Thanks, doods.
Fred, I get a kick out of imagining a fish-out-of-water American fumbling their way through the nuances of Argentinian culture and finding an ally with a French guy. No French people involved for me, but it reminds me of when I first moved to Austin and found myself on a variety of adventures with the Brazilian population, during which I found my two years of high school Spanish wholly inadequate.
Anyway, we married in a quiet ceremony with just her pastor and our immediate family the Friday before Labor Day, so we're back from the honeymoon already. She had her big blowout wedding when she was younger and wasn't interested in anything like that again. And me, well....I could care less and was happy for a low-hassle affair.

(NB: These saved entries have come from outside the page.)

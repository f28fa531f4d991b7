//! Host configuration
//!
//! Layered with figment: built-in defaults, then the TOML file, then
//! `CADENCE_` environment variables. Nested keys use `__`, so
//! `CADENCE_JOBS__BATCH_SIZE=64` sets `jobs.batch_size`.
//!
//! ```toml
//! [library]
//! db_path = "./data/library.redb"
//! media_roots = ["/srv/music"]
//!
//! [jobs]
//! concurrency = 4
//! scheduler_interval_secs = 900
//!
//! [plugins."library.covers"]
//! enabled = false
//! ```

use std::collections::BTreeMap;
use std::path::{Path, PathBuf};
use std::time::Duration;

use cadence_runtime::{BatchMode, BatchOptions, SchedulerConfig};
use figment::Figment;
use figment::providers::{Env, Format, Serialized, Toml};
use serde::{Deserialize, Serialize};

/// File looked up in the working directory when no path is given
pub const DEFAULT_CONFIG_FILE: &str = "cadence.toml";

/// Environment variable prefix
pub const ENV_PREFIX: &str = "CADENCE_";

#[derive(Debug, thiserror::Error)]
pub enum ConfigError {
    #[error("Config file not found: {0}")]
    NotFound(PathBuf),

    #[error("Invalid configuration: {0}")]
    Invalid(#[from] figment::Error),

    #[error("Failed to render configuration: {0}")]
    Render(#[from] toml::ser::Error),
}

#[derive(Debug, Clone, Default, PartialEq, Serialize, Deserialize)]
#[serde(default)]
pub struct CadenceConfig {
    pub library: LibraryConfig,
    pub jobs: JobsConfig,
    pub logging: LoggingConfig,
    /// Per-plugin settings keyed by plugin id
    pub plugins: BTreeMap<String, serde_json::Value>,
}

#[derive(Debug, Clone, PartialEq, Serialize, Deserialize)]
#[serde(default)]
pub struct LibraryConfig {
    pub db_path: PathBuf,
    /// Directories imported by `scan` when none are given
    pub media_roots: Vec<PathBuf>,
}

impl Default for LibraryConfig {
    fn default() -> Self {
        Self {
            db_path: PathBuf::from("./data/library.redb"),
            media_roots: Vec::new(),
        }
    }
}

#[derive(Debug, Clone, PartialEq, Serialize, Deserialize)]
#[serde(default)]
pub struct JobsConfig {
    pub batch_size: usize,
    /// Records in flight per concurrent job; unset means available parallelism
    #[serde(skip_serializing_if = "Option::is_none")]
    pub concurrency: Option<usize>,
    pub progress_every: usize,
    /// Seconds between scheduler triggers; 0 disables the trigger
    pub scheduler_interval_secs: u64,
    /// Run every job once when the daemon starts
    pub run_on_start: bool,
}

impl Default for JobsConfig {
    fn default() -> Self {
        Self {
            batch_size: 256,
            concurrency: None,
            progress_every: 100,
            scheduler_interval_secs: 15 * 60,
            run_on_start: false,
        }
    }
}

impl JobsConfig {
    /// Batch tuning for built-in jobs
    pub fn batch_options(&self) -> BatchOptions {
        let options = BatchOptions {
            mode: BatchMode::Concurrent,
            batch_size: self.batch_size,
            progress_every: self.progress_every,
            ..BatchOptions::default()
        };
        match self.concurrency {
            Some(concurrency) => options.with_concurrency(concurrency),
            None => options,
        }
    }

    pub fn scheduler_config(&self) -> SchedulerConfig {
        SchedulerConfig {
            interval: (self.scheduler_interval_secs > 0)
                .then(|| Duration::from_secs(self.scheduler_interval_secs)),
            ..SchedulerConfig::default()
        }
    }
}

#[derive(Debug, Clone, PartialEq, Serialize, Deserialize)]
#[serde(default)]
pub struct LoggingConfig {
    /// `EnvFilter` directives, used when `RUST_LOG` is unset
    pub filter: String,
    pub json: bool,
}

impl Default for LoggingConfig {
    fn default() -> Self {
        Self {
            filter: "cadence=info,cadence_runtime=info,cadence_library=info".to_string(),
            json: false,
        }
    }
}

impl CadenceConfig {
    /// Load configuration
    ///
    /// An explicit `path` must exist. Without one, `cadence.toml` in the
    /// working directory is used if present.
    pub fn load(path: Option<&Path>) -> Result<Self, ConfigError> {
        let file = match path {
            Some(path) if !path.exists() => return Err(ConfigError::NotFound(path.to_path_buf())),
            Some(path) => Some(path.to_path_buf()),
            None => Some(PathBuf::from(DEFAULT_CONFIG_FILE)).filter(|p| p.exists()),
        };

        let mut figment = Figment::from(Serialized::defaults(CadenceConfig::default()));
        if let Some(file) = &file {
            tracing::debug!(path = %file.display(), "Loading config file");
            figment = figment.merge(Toml::file(file));
        }

        let config = figment
            .merge(Env::prefixed(ENV_PREFIX).split("__"))
            .extract()?;
        Ok(config)
    }

    /// Parse configuration from TOML text over the defaults
    pub fn from_toml(text: &str) -> Result<Self, ConfigError> {
        let config = Figment::from(Serialized::defaults(CadenceConfig::default()))
            .merge(Toml::string(text))
            .extract()?;
        Ok(config)
    }

    /// Render the effective configuration as TOML
    pub fn to_toml(&self) -> Result<String, ConfigError> {
        Ok(toml::to_string_pretty(self)?)
    }

    /// Settings table for one plugin (`Null` when absent)
    pub fn plugin(&self, plugin_id: &str) -> serde_json::Value {
        self.plugins
            .get(plugin_id)
            .cloned()
            .unwrap_or(serde_json::Value::Null)
    }
}

#[cfg(test)]
mod tests {
    use super::*;
    use std::io::Write;

    #[test]
    fn test_defaults() {
        let config = CadenceConfig::from_toml("").unwrap();

        assert_eq!(config, CadenceConfig::default());
        assert_eq!(config.jobs.batch_size, 256);
        assert_eq!(
            config.jobs.scheduler_config().interval,
            Some(Duration::from_secs(900))
        );
    }

    #[test]
    fn test_sections_and_plugin_tables() {
        let config = CadenceConfig::from_toml(
            r#"
            [library]
            db_path = "/tmp/lib.redb"
            media_roots = ["/srv/music", "/srv/books"]

            [jobs]
            batch_size = 32
            concurrency = 2
            scheduler_interval_secs = 0

            [plugins."library.covers"]
            enabled = false
            concurrency = 8
            "#,
        )
        .unwrap();

        assert_eq!(config.library.db_path, PathBuf::from("/tmp/lib.redb"));
        assert_eq!(config.library.media_roots.len(), 2);
        assert_eq!(config.jobs.scheduler_config().interval, None);

        let options = config.jobs.batch_options();
        assert_eq!(options.batch_size, 32);
        assert_eq!(options.concurrency, 2);
        assert_eq!(options.progress_every, 100);

        let covers = config.plugin("library.covers");
        assert_eq!(covers["enabled"], serde_json::json!(false));
        assert_eq!(covers["concurrency"], serde_json::json!(8));
        assert!(config.plugin("library.hashes").is_null());
    }

    #[test]
    fn test_load_from_file() {
        let mut file = tempfile::NamedTempFile::new().unwrap();
        writeln!(file, "[logging]\njson = true").unwrap();

        let config = CadenceConfig::load(Some(file.path())).unwrap();
        assert!(config.logging.json);
        assert_eq!(config.library, LibraryConfig::default());
    }

    #[test]
    fn test_missing_explicit_file_is_an_error() {
        let result = CadenceConfig::load(Some(Path::new("/definitely/not/here.toml")));
        assert!(matches!(result, Err(ConfigError::NotFound(_))));
    }

    #[test]
    fn test_render_round_trips() {
        let mut config = CadenceConfig::default();
        config.plugins.insert("library.prune".into(), serde_json::json!({ "enabled": false }));

        let text = config.to_toml().unwrap();
        assert_eq!(CadenceConfig::from_toml(&text).unwrap(), config);
    }
}
//! Concurrent Batch Processing
//!
//! Applies an operation to every record of a persisted collection that
//! matches a filter, streaming the collection in fixed-size batches.
//!
//! Each dispatched record carries a [`Done`] signal. The operation decides
//! when the record is finished by consuming it, so operations with their own
//! asynchronous sub-steps are counted correctly. Completion fires once every
//! record has signalled.
//!
//! # Modes
//!
//! - `Concurrent`: records are fanned out to the blocking worker pool, at
//!   most `concurrency` in flight. The store is not safe for concurrent
//!   writers, so operations that write must synchronize those writes
//!   themselves (for example by staging them behind a lock).
//! - `Serial`: one record at a time, in enumeration order; the next record
//!   starts only after the previous one signalled.

mod done;
mod processor;
mod store;

pub use done::*;
pub use processor::*;
pub use store::*;

use std::time::Duration;

use serde::{Deserialize, Serialize};

// ─────────────────────────────────────────────────────────────────────────────
// Options
// ─────────────────────────────────────────────────────────────────────────────

/// How records are dispatched
#[derive(Debug, Clone, Copy, PartialEq, Eq, Default, Serialize, Deserialize)]
#[serde(rename_all = "snake_case")]
pub enum BatchMode {
    #[default]
    Concurrent,
    Serial,
}

/// Tuning for one batch run
#[derive(Debug, Clone, PartialEq, Eq, Serialize, Deserialize)]
pub struct BatchOptions {
    #[serde(default)]
    pub mode: BatchMode,

    /// Records fetched from the store per enumeration step
    #[serde(default = "default_batch_size")]
    pub batch_size: usize,

    /// Maximum records in flight in concurrent mode
    #[serde(default = "default_concurrency")]
    pub concurrency: usize,

    /// Log and publish progress every this many completions
    #[serde(default = "default_progress_every")]
    pub progress_every: usize,
}

fn default_batch_size() -> usize {
    256
}

/// Fallback worker count when available parallelism can't be detected
const FALLBACK_CONCURRENCY: usize = 4;

pub(crate) fn default_concurrency() -> usize {
    std::thread::available_parallelism()
        .map(|p| p.get())
        .unwrap_or(FALLBACK_CONCURRENCY)
}

fn default_progress_every() -> usize {
    100
}

impl Default for BatchOptions {
    fn default() -> Self {
        Self {
            mode: BatchMode::default(),
            batch_size: default_batch_size(),
            concurrency: default_concurrency(),
            progress_every: default_progress_every(),
        }
    }
}

impl BatchOptions {
    /// Concurrent mode with default tuning
    pub fn concurrent() -> Self {
        Self::default()
    }

    /// Serial mode with default tuning
    pub fn serial() -> Self {
        Self {
            mode: BatchMode::Serial,
            ..Default::default()
        }
    }

    /// Set batch size
    pub fn with_batch_size(mut self, batch_size: usize) -> Self {
        self.batch_size = batch_size;
        self
    }

    /// Set concurrency limit
    pub fn with_concurrency(mut self, concurrency: usize) -> Self {
        self.concurrency = concurrency;
        self
    }

    /// Set progress interval
    pub fn with_progress_every(mut self, every: usize) -> Self {
        self.progress_every = every;
        self
    }

    /// Records allowed in flight at once
    pub(crate) fn in_flight_limit(&self) -> usize {
        match self.mode {
            BatchMode::Serial => 1,
            BatchMode::Concurrent => self.concurrency.max(1),
        }
    }
}

// ─────────────────────────────────────────────────────────────────────────────
// Progress and Report
// ─────────────────────────────────────────────────────────────────────────────

/// Progress snapshot published while a batch runs
#[derive(Debug, Clone, Copy, Default, PartialEq, Eq, Serialize)]
pub struct BatchProgress {
    pub total: usize,
    /// Records finished so far, successful or not
    pub completed: usize,
    pub failed: usize,
}

/// Final accounting for a batch run
#[derive(Debug, Clone, Copy, Default, PartialEq, Eq, Serialize)]
pub struct BatchReport {
    /// Records matching the filter when the run started
    pub total: usize,
    pub succeeded: usize,
    /// Records whose operation failed, or that could not be enumerated
    pub failed: usize,
    /// Records never dispatched because the run was cancelled
    pub skipped: usize,
    #[serde(skip)]
    pub elapsed: Duration,
}

impl BatchReport {
    /// Records accounted for
    pub fn completed(&self) -> usize {
        self.succeeded + self.failed + self.skipped
    }

    pub fn is_clean(&self) -> bool {
        self.failed == 0 && self.skipped == 0
    }
}

#[cfg(test)]
mod tests {
    use super::*;

    #[test]
    fn test_in_flight_limit() {
        assert_eq!(BatchOptions::serial().with_concurrency(8).in_flight_limit(), 1);
        assert_eq!(BatchOptions::concurrent().with_concurrency(8).in_flight_limit(), 8);
        assert_eq!(BatchOptions::concurrent().with_concurrency(0).in_flight_limit(), 1);
    }

    #[test]
    fn test_options_deserialize_with_defaults() {
        let options: BatchOptions = serde_json::from_str(r#"{ "mode": "serial", "batch_size": 10 }"#).unwrap();

        assert_eq!(options.mode, BatchMode::Serial);
        assert_eq!(options.batch_size, 10);
        assert_eq!(options.progress_every, 100);
        assert!(options.concurrency >= 1);
    }
}
//! Media records and the filters that select them

use std::path::{Path, PathBuf};

use cadence_runtime::BatchRecord;
use chrono::{DateTime, Utc};
use serde::{Deserialize, Serialize};
use uuid::Uuid;

/// Kind of media a record points at
#[derive(Debug, Clone, Copy, PartialEq, Eq, Hash, Serialize, Deserialize)]
#[serde(rename_all = "lowercase")]
pub enum MediaKind {
    Audio,
    Audiobook,
    Video,
}

impl MediaKind {
    /// Classify a file by extension
    pub fn from_path(path: &Path) -> Option<Self> {
        let ext = path.extension()?.to_str()?.to_ascii_lowercase();
        match ext.as_str() {
            "mp3" | "flac" | "ogg" | "opus" | "wav" | "m4a" | "aac" | "wma" | "aiff" => Some(Self::Audio),
            "m4b" | "aax" => Some(Self::Audiobook),
            "mp4" | "mkv" | "mov" | "avi" | "webm" | "m4v" => Some(Self::Video),
            _ => None,
        }
    }
}

impl std::fmt::Display for MediaKind {
    fn fmt(&self, f: &mut std::fmt::Formatter<'_>) -> std::fmt::Result {
        let name = match self {
            Self::Audio => "audio",
            Self::Audiobook => "audiobook",
            Self::Video => "video",
        };
        f.write_str(name)
    }
}

/// One media file known to the library
#[derive(Debug, Clone, PartialEq, Eq, Serialize, Deserialize)]
pub struct MediaRecord {
    pub id: Uuid,
    pub path: PathBuf,
    pub title: String,
    pub kind: MediaKind,
    /// File size in bytes at import
    pub size: u64,
    #[serde(default)]
    pub modified: Option<DateTime<Utc>>,
    pub added_at: DateTime<Utc>,

    /// Hex SHA-256 of the file contents
    #[serde(default, skip_serializing_if = "Option::is_none")]
    pub content_hash: Option<String>,

    #[serde(default, skip_serializing_if = "Option::is_none")]
    pub cover_path: Option<PathBuf>,

    /// Earlier record with identical contents
    #[serde(default, skip_serializing_if = "Option::is_none")]
    pub duplicate_of: Option<Uuid>,
}

impl MediaRecord {
    /// New record for `path`; the title defaults to the file stem
    pub fn new(path: impl Into<PathBuf>, kind: MediaKind, size: u64) -> Self {
        let path = path.into();
        let title = path
            .file_stem()
            .map(|s| s.to_string_lossy().into_owned())
            .unwrap_or_default();

        Self {
            id: Uuid::new_v4(),
            path,
            title,
            kind,
            size,
            modified: None,
            added_at: Utc::now(),
            content_hash: None,
            cover_path: None,
            duplicate_of: None,
        }
    }

    pub fn with_modified(mut self, modified: DateTime<Utc>) -> Self {
        self.modified = Some(modified);
        self
    }

    pub fn with_title(mut self, title: impl Into<String>) -> Self {
        self.title = title.into();
        self
    }
}

impl BatchRecord for MediaRecord {
    type Key = Uuid;

    fn key(&self) -> Uuid {
        self.id
    }
}

/// Field changes staged against a stored record
///
/// Patches touch only the fields they carry, so jobs enriching different
/// fields of the same record never overwrite each other.
#[derive(Debug, Clone, Default, PartialEq, Eq)]
pub struct RecordPatch {
    pub content_hash: Option<String>,
    pub cover_path: Option<PathBuf>,
    /// `Some(None)` clears the link
    pub duplicate_of: Option<Option<Uuid>>,
}

impl RecordPatch {
    pub fn content_hash(hash: impl Into<String>) -> Self {
        Self {
            content_hash: Some(hash.into()),
            ..Default::default()
        }
    }

    pub fn cover_path(path: impl Into<PathBuf>) -> Self {
        Self {
            cover_path: Some(path.into()),
            ..Default::default()
        }
    }

    pub fn duplicate_of(original: Option<Uuid>) -> Self {
        Self {
            duplicate_of: Some(original),
            ..Default::default()
        }
    }

    pub fn is_empty(&self) -> bool {
        self.content_hash.is_none() && self.cover_path.is_none() && self.duplicate_of.is_none()
    }

    /// Fold a later patch into this one; later fields win
    pub fn merge(&mut self, later: RecordPatch) {
        if later.content_hash.is_some() {
            self.content_hash = later.content_hash;
        }
        if later.cover_path.is_some() {
            self.cover_path = later.cover_path;
        }
        if later.duplicate_of.is_some() {
            self.duplicate_of = later.duplicate_of;
        }
    }

    pub fn apply(&self, record: &mut MediaRecord) {
        if let Some(hash) = &self.content_hash {
            record.content_hash = Some(hash.clone());
        }
        if let Some(cover) = &self.cover_path {
            record.cover_path = Some(cover.clone());
        }
        if let Some(original) = self.duplicate_of {
            record.duplicate_of = original;
        }
    }
}

/// Selects records for counting and enumeration
///
/// All set conditions must hold. The default filter matches everything.
#[derive(Debug, Clone, Default, PartialEq, Eq)]
pub struct RecordFilter {
    pub kind: Option<MediaKind>,
    pub missing_hash: bool,
    pub missing_cover: bool,
    pub hashed: bool,
}

impl RecordFilter {
    pub fn all() -> Self {
        Self::default()
    }

    /// Records whose contents have not been hashed yet
    pub fn missing_hash() -> Self {
        Self {
            missing_hash: true,
            ..Default::default()
        }
    }

    pub fn missing_cover() -> Self {
        Self {
            missing_cover: true,
            ..Default::default()
        }
    }

    pub fn hashed() -> Self {
        Self {
            hashed: true,
            ..Default::default()
        }
    }

    pub fn with_kind(mut self, kind: MediaKind) -> Self {
        self.kind = Some(kind);
        self
    }

    pub fn matches(&self, record: &MediaRecord) -> bool {
        self.kind.is_none_or(|kind| record.kind == kind)
            && (!self.missing_hash || record.content_hash.is_none())
            && (!self.missing_cover || record.cover_path.is_none())
            && (!self.hashed || record.content_hash.is_some())
    }
}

Since we're in the "Know What I Hate?" thread, it made me think about and reconsider something. CharleyHorse is right, I do consider my new bride a pretty lady. He's also right about all the other great qualities she possesses. And as I mentioned here once before, causing BC to tell me to "wife the broad," she's super low maintenance, loves to watch sports and loves to cook. Now that may not be everybody's cup of tea, but you could hardly invent a better woman to catch my eye. So you might wonder, how in the world did I land such a girl?
The answer, I think, lies in perhaps what is a silver lining to one of the things I've always hated. I'm referring to assholes. The people, not the biological organ. The world has always had them, and when the Internet came along I think we learned there were a lot more assholes lurking in the general population than we ever assumed. They can ruin your day by being unpleasant. They can make things difficult at work. They might try to rain on your parade when things are going well for you. Cranky, cantankerous, petulant dicks. How often have we wished the world were devoid of assholes? I mean, what good are they anyway?
Well as it turns out, I think there's at least one purpose they can serve. See, my wife's ex-husband was a complete asshole. I'm convinced that because of him she sees me a lot like how I see her. I'm kinda Joe Average in most regards, but because her reference point is years of marriage to an asshole, to her I seem like friggin' Prince Charming. Then it dawned on me....come to think of it, I've known quite a few women who wouldn't give good, average joes the time of day, until AFTER they had been dumped on by an asshole or two and figured out what was important in life. Then her and average joe would connect and those couples are happily married to this day.
So while I still kinda hate them, I think the Good Lord knew what he was doing after all. Assholes give regular guys such as myself the chance to snag awesome women. Without assholes, maybe I and many others would be sitting around still single.